- [EXERCISE AIM]
Using the listing below, return every line that includes "SearchConfig".

- [MATERIAL PROVIDED]
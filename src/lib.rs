pub mod browser;
pub mod config;
pub mod constants;
pub mod error;
pub mod export;
pub mod ledger;
pub mod logging;
pub mod pipeline;
pub mod server;
pub mod types;
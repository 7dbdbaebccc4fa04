use crate::browser::BrowserAutomation;
use crate::config::SearchConfig;
use crate::error::Result;
use crate::types::QueryTask;
use tracing::{info, instrument};

/// Executes one query task against the portal's search form and returns the
/// raw listing link tokens, possibly empty.
pub struct SearchCrawler<'a> {
    browser: &'a mut dyn BrowserAutomation,
    search: &'a SearchConfig,
}

impl<'a> SearchCrawler<'a> {
    pub fn new(browser: &'a mut dyn BrowserAutomation, search: &'a SearchConfig) -> Self {
        Self { browser, search }
    }

    #[instrument(skip(self), fields(task = %task))]
    pub async fn execute_query(&mut self, task: &QueryTask) -> Result<Vec<String>> {
        self.browser.navigate(&self.search.url).await?;
        self.browser
            .select_option(&self.search.jurisdiction_dropdown, task.jurisdiction.code)
            .await?;
        self.browser
            .select_option(&self.search.subject_dropdown, &self.search.subject_filter_value)
            .await?;
        self.browser
            .type_text(&self.search.keyword_input, &task.keyword)
            .await?;
        self.browser.click(&self.search.submit_button).await?;

        let tokens = self.browser.eval_all_links(&self.search.listing_links).await?;
        info!("found {} listing links for {task}", tokens.len());
        Ok(tokens)
    }
}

- [PROBLEM SOLUTION]
use crate::config::SearchConfig;
    search: &'a SearchConfig,
    pub fn new(browser: &'a mut dyn BrowserAutomation, search: &'a SearchConfig) -> Self {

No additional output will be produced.